神戸の震災から30年 被災者に寄り添い熱唱 地元出身の演歌歌手・瀬口侑希

 1月17日は阪神・淡路大震災から30年の節目。今年デビュー25周年で神戸市東灘区出身の演歌歌手、瀬口侑希は当時同区内の甲南大生だった。「当日授業を受ける教室のあった校舎が大きな被害を受けました」と当時を振り返る。今年はこの時期に合わせて実家に戻り、大阪と神戸で開かれた流行歌ライブに出演。「当時の被災者に寄り添う」と熱唱した。

ステージから笑顔で語りかける瀬口。トークが楽しい

 幼い頃から歌好きだった瀬口。震災を経験し学生として復興に関わる過程で、一度は封印していたプロ歌手への道を再び決意した。

 「当時の関西では〝京阪神に大地震はない〟と皆が思い込んでいました。それが突然の大地震。〝次の瞬間の事は誰も分からない。日々悔いを残さずに生きよう〟と決めました」

 大学卒業後、音楽関係企業の営業ウーマンを経て2000年にプロデビュー。今年のライブでは客席に集った地元ファンクラブや実家の家族らを前に、25周年記念曲に当たる「幸せに遠い岬」をはじめ過去のヒット曲をメドレーにしたものを含め5曲ずつを熱唱し、場内を回ってファンと握手交歓した。終了後は新曲CDなどを自ら販売、サインや写真撮影にも気軽に応じ明るく笑顔を振りまいた。

終演後にCDを直接販売する瀬口。ファンと気軽に交歓する

 新曲はご当地ソング作りで知られ、2004年「釧路湿原」(水森かおり)で日本作詩大賞を受けた木下龍太郞(08年、70歳で死去)が書き残した作品。瀬口の楽曲を手がける機会が多い大谷明裕が作曲を担当し、没後20年近くたってから日の目を見た。

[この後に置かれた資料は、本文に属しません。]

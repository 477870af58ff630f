//! List commands, including the blocking pop variants (spec.md §4.6.1
//! "lists" and "blocking").

use std::collections::VecDeque;

use super::{arg_str, cflags, CommandCtx, CommandSpec};
use crate::object::{parse_i64, Object, Value};
use crate::resp::shared;

pub fn specs() -> Vec<CommandSpec> {
    vec![
        CommandSpec { name: "RPUSH", arity: -3, flags: cflags::WRITE, handler: rpush },
        CommandSpec { name: "LPUSH", arity: -3, flags: cflags::WRITE, handler: lpush },
        CommandSpec { name: "RPOP", arity: -2, flags: cflags::WRITE, handler: rpop },
        CommandSpec { name: "LPOP", arity: -2, flags: cflags::WRITE, handler: lpop },
        CommandSpec { name: "LLEN", arity: 2, flags: cflags::READONLY, handler: llen },
        CommandSpec { name: "LRANGE", arity: 4, flags: cflags::READONLY, handler: lrange },
        CommandSpec { name: "LINDEX", arity: 3, flags: cflags::READONLY, handler: lindex },
        CommandSpec { name: "LSET", arity: 4, flags: cflags::WRITE, handler: lset },
        CommandSpec { name: "LREM", arity: 4, flags: cflags::WRITE, handler: lrem },
        CommandSpec { name: "LTRIM", arity: 4, flags: cflags::WRITE, handler: ltrim },
        CommandSpec { name: "BLPOP", arity: -3, flags: cflags::WRITE | cflags::BLOCKING, handler: blpop },
        CommandSpec { name: "BRPOP", arity: -3, flags: cflags::WRITE | cflags::BLOCKING, handler: brpop },
    ]
}

fn as_list<'a>(obj: &'a Object) -> Result<&'a VecDeque<Vec<u8>>, ()> {
    match &obj.value {
        Value::List(l) => Ok(l),
        _ => Err(()),
    }
}

fn push(ctx: &mut CommandCtx, front: bool) {
    let argv = ctx.argv().to_vec();
    let key = argv[1].clone();
    let items = argv[2..].to_vec();
    let shard = ctx.shard(&key);
    let result = shard.write(&key, |d| {
        let exists = d.dict.get_no_step(key.as_slice()).is_some();
        if !exists {
            d.dict.insert(key.clone(), Object::new(Value::List(VecDeque::new())));
        }
        let obj = d.dict.get_mut(key.as_slice()).unwrap();
        let Value::List(list) = &mut obj.value else {
            return Err(());
        };
        for item in &items {
            if front {
                list.push_front(item.clone());
            } else {
                list.push_back(item.clone());
            }
        }
        let len = list.len();
        d.mark_dirty();
        d.notify_ready(&key);
        Ok(len)
    });
    match result {
        Ok(len) => ctx.client.output.write_integer(len as i64),
        Err(()) => ctx.client.output.write_static(shared::WRONGTYPE_ERR),
    }
}

fn rpush(ctx: &mut CommandCtx) {
    push(ctx, false);
}

fn lpush(ctx: &mut CommandCtx) {
    push(ctx, true);
}

fn pop_n(ctx: &mut CommandCtx, front: bool) {
    let argv = ctx.argv().to_vec();
    let key = argv[1].clone();
    let count: usize = if argv.len() > 2 {
        match arg_str(&argv, 2).parse() {
            Ok(n) => n,
            Err(_) => {
                ctx.client.output.write_static(shared::NOT_INT_ERR);
                return;
            }
        }
    } else {
        1
    };
    let shard = ctx.shard(&key);
    let result = shard.write(&key, |d| {
        let Some(obj) = d.dict.get_mut(key.as_slice()) else { return Ok(Vec::new()) };
        let Value::List(list) = &mut obj.value else { return Err(()) };
        let mut out = Vec::new();
        for _ in 0..count {
            let popped = if front { list.pop_front() } else { list.pop_back() };
            match popped {
                Some(v) => out.push(v),
                None => break,
            }
        }
        let empty = list.is_empty();
        if empty {
            d.dict.remove(key.as_slice());
        }
        if !out.is_empty() {
            d.mark_dirty();
        }
        Ok(out)
    });
    match result {
        Err(()) => ctx.client.output.write_static(shared::WRONGTYPE_ERR),
        Ok(out) if out.is_empty() => {
            ctx.prevent_propagation();
            if argv.len() > 2 {
                ctx.client.output.write_nil_array();
            } else {
                ctx.client.output.write_nil_bulk();
            }
        }
        Ok(out) => {
            if argv.len() > 2 {
                ctx.client.output.write_bulk_array(&out);
            } else {
                ctx.client.output.write_bulk(&out[0]);
            }
        }
    }
}

fn rpop(ctx: &mut CommandCtx) {
    pop_n(ctx, false);
}

fn lpop(ctx: &mut CommandCtx) {
    pop_n(ctx, true);
}

fn llen(ctx: &mut CommandCtx) {
    let key = ctx.argv()[1].clone();
    let shard = ctx.shard(&key);
    match shard.read(&key, |o| as_list(o).map(|l| l.len())) {
        Some(Ok(len)) => ctx.client.output.write_integer(len as i64),
        Some(Err(())) => ctx.client.output.write_static(shared::WRONGTYPE_ERR),
        None => ctx.client.output.write_integer(0),
    }
}

fn norm_index(len: i64, idx: i64) -> i64 {
    if idx < 0 {
        len + idx
    } else {
        idx
    }
}

fn lrange(ctx: &mut CommandCtx) {
    let key = ctx.argv()[1].clone();
    let (Some(start), Some(stop)) = (parse_i64(&ctx.argv()[2]), parse_i64(&ctx.argv()[3])) else {
        ctx.client.output.write_static(shared::NOT_INT_ERR);
        return;
    };
    let shard = ctx.shard(&key);
    let result = shard.read(&key, |o| as_list(o).map(|l| l.iter().cloned().collect::<Vec<_>>()));
    match result {
        Some(Ok(items)) => {
            let len = items.len() as i64;
            let s = norm_index(len, start).max(0);
            let e = norm_index(len, stop).min(len - 1);
            if s > e || len == 0 {
                ctx.client.output.write_array_header(0);
            } else {
                ctx.client.output.write_bulk_array(&items[s as usize..=e as usize]);
            }
        }
        Some(Err(())) => ctx.client.output.write_static(shared::WRONGTYPE_ERR),
        None => ctx.client.output.write_array_header(0),
    }
}

fn lindex(ctx: &mut CommandCtx) {
    let key = ctx.argv()[1].clone();
    let Some(idx) = parse_i64(&ctx.argv()[2]) else {
        ctx.client.output.write_static(shared::NOT_INT_ERR);
        return;
    };
    let shard = ctx.shard(&key);
    let result = shard.read(&key, |o| as_list(o).map(|l| {
        let i = norm_index(l.len() as i64, idx);
        if i < 0 || i as usize >= l.len() {
            None
        } else {
            Some(l[i as usize].clone())
        }
    }));
    match result {
        Some(Ok(Some(v))) => ctx.client.output.write_bulk(&v),
        Some(Ok(None)) | None => ctx.client.output.write_nil_bulk(),
        Some(Err(())) => ctx.client.output.write_static(shared::WRONGTYPE_ERR),
    }
}

fn lset(ctx: &mut CommandCtx) {
    let key = ctx.argv()[1].clone();
    let Some(idx) = parse_i64(&ctx.argv()[2]) else {
        ctx.client.output.write_static(shared::NOT_INT_ERR);
        return;
    };
    let val = ctx.argv()[3].clone();
    let shard = ctx.shard(&key);
    let result = shard.write(&key, |d| {
        let Some(obj) = d.dict.get_mut(key.as_slice()) else { return Err("ERR no such key") };
        let Value::List(list) = &mut obj.value else {
            return Err("WRONGTYPE Operation against a key holding the wrong kind of value");
        };
        let i = norm_index(list.len() as i64, idx);
        if i < 0 || i as usize >= list.len() {
            return Err("ERR index out of range");
        }
        list[i as usize] = val.clone();
        d.mark_dirty();
        Ok(())
    });
    match result {
        Ok(()) => ctx.client.output.write_static(shared::OK),
        Err(msg) => ctx.reply_error(msg),
    }
}

fn lrem(ctx: &mut CommandCtx) {
    let key = ctx.argv()[1].clone();
    let Some(count) = parse_i64(&ctx.argv()[2]) else {
        ctx.client.output.write_static(shared::NOT_INT_ERR);
        return;
    };
    let target = ctx.argv()[3].clone();
    let shard = ctx.shard(&key);
    let result = shard.write(&key, |d| {
        let Some(obj) = d.dict.get_mut(key.as_slice()) else { return Ok(0) };
        let Value::List(list) = &mut obj.value else { return Err(()) };
        let mut removed = 0i64;
        if count >= 0 {
            let limit = if count == 0 { i64::MAX } else { count };
            let mut i = 0;
            while i < list.len() && removed < limit {
                if list[i] == target {
                    list.remove(i);
                    removed += 1;
                } else {
                    i += 1;
                }
            }
        } else {
            let limit = -count;
            let mut i = list.len();
            while i > 0 && removed < limit {
                i -= 1;
                if list[i] == target {
                    list.remove(i);
                    removed += 1;
                }
            }
        }
        if list.is_empty() {
            d.dict.remove(key.as_slice());
        }
        if removed > 0 {
            d.mark_dirty();
        }
        Ok(removed)
    });
    match result {
        Ok(n) => {
            if n == 0 {
                ctx.prevent_propagation();
            }
            ctx.client.output.write_integer(n);
        }
        Err(()) => ctx.client.output.write_static(shared::WRONGTYPE_ERR),
    }
}

fn ltrim(ctx: &mut CommandCtx) {
    let key = ctx.argv()[1].clone();
    let (Some(start), Some(stop)) = (parse_i64(&ctx.argv()[2]), parse_i64(&ctx.argv()[3])) else {
        ctx.client.output.write_static(shared::NOT_INT_ERR);
        return;
    };
    let shard = ctx.shard(&key);
    let result = shard.write(&key, |d| {
        let Some(obj) = d.dict.get_mut(key.as_slice()) else { return Ok(()) };
        let Value::List(list) = &mut obj.value else { return Err(()) };
        let len = list.len() as i64;
        let s = norm_index(len, start).max(0);
        let e = norm_index(len, stop).min(len - 1);
        if s > e || len == 0 {
            list.clear();
        } else {
            let kept: VecDeque<_> = list.iter().skip(s as usize).take((e - s + 1) as usize).cloned().collect();
            *list = kept;
        }
        if list.is_empty() {
            d.dict.remove(key.as_slice());
        }
        d.mark_dirty();
        Ok(())
    });
    match result {
        Ok(()) => ctx.client.output.write_static(shared::OK),
        Err(()) => ctx.client.output.write_static(shared::WRONGTYPE_ERR),
    }
}

/// `BLPOP`/`BRPOP` try the immediate pop path first; if every listed key is
/// empty, `ctx.client.blocked` is set and the worker loop takes over:
/// registering this client against each key in the owning shards'
/// `ShardData::blocking_keys`, and deferring the reply until one of them
/// goes ready (`notify_ready`) or the timeout elapses (spec.md §4.6).
fn blocking_pop(ctx: &mut CommandCtx, front: bool) {
    let argv = ctx.argv().to_vec();
    let keys = &argv[1..argv.len() - 1];
    let db = ctx.db();
    for key in keys {
        let shard = ctx.server.keyspace.shard(db, key);
        let popped = shard.write(key, |d| {
            let Some(obj) = d.dict.get_mut(key.as_slice()) else { return None };
            let Value::List(list) = &mut obj.value else { return None };
            let v = if front { list.pop_front() } else { list.pop_back() };
            if list.is_empty() {
                d.dict.remove(key.as_slice());
            }
            if v.is_some() {
                d.mark_dirty();
            }
            v
        });
        if let Some(v) = popped {
            ctx.client.output.write_bulk_array(&[key.clone(), v]);
            return;
        }
    }
    let Some(timeout) = crate::object::parse_f64(&argv[argv.len() - 1]) else {
        ctx.client.output.write_static(shared::NOT_INT_ERR);
        return;
    };
    if timeout < 0.0 {
        ctx.reply_error("ERR timeout is negative");
        return;
    }
    let deadline_ms = if timeout == 0.0 {
        None
    } else {
        Some(crate::db::expire::now_ms() + (timeout * 1000.0) as i64)
    };
    ctx.prevent_propagation();
    ctx.client.blocked = Some(crate::client::BlockedState { keys: keys.to_vec(), front, deadline_ms });
}

fn blpop(ctx: &mut CommandCtx) {
    blocking_pop(ctx, true);
}

fn brpop(ctx: &mut CommandCtx) {
    blocking_pop(ctx, false);
}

 「コロナ前の19年に20周年となり、そこから5年間はなかなか動けなかった。その間ラテンのリズムを取り入れた〝運命の悪戯〟や〝誘惑のスキャンダル〟を心機一転ドレス姿で歌わせて頂き新しい面を広げられた」

「大阪流行歌ライブ」終了後、全出演者と記念写真に収まる瀬口(右から3人目)

 瀬口の持ち味は、抜群の滑舌で詞の内容をしっかり伝えられること。高低差の多い楽曲でも正確に上げきり、下げきりできるのでカラオケファンからは「歌いやすい」と評判。曲間の飾らない本音トークも好評で上品な立ちふるまいと相まって〝ライブが楽しい歌手〟としてファンが根強い。

 震災30年の朝、神戸は鎮魂に包まれた。

 瀬口は言う。「つらい体験を思い出したくない方も多い。でも昨年も能登や宮崎で大きな地震がありました。神戸で震災を体験した人間はけっしてあの日のことは忘れません。しっかりと防災、減災を意識しておられます」と遠くを見つめた。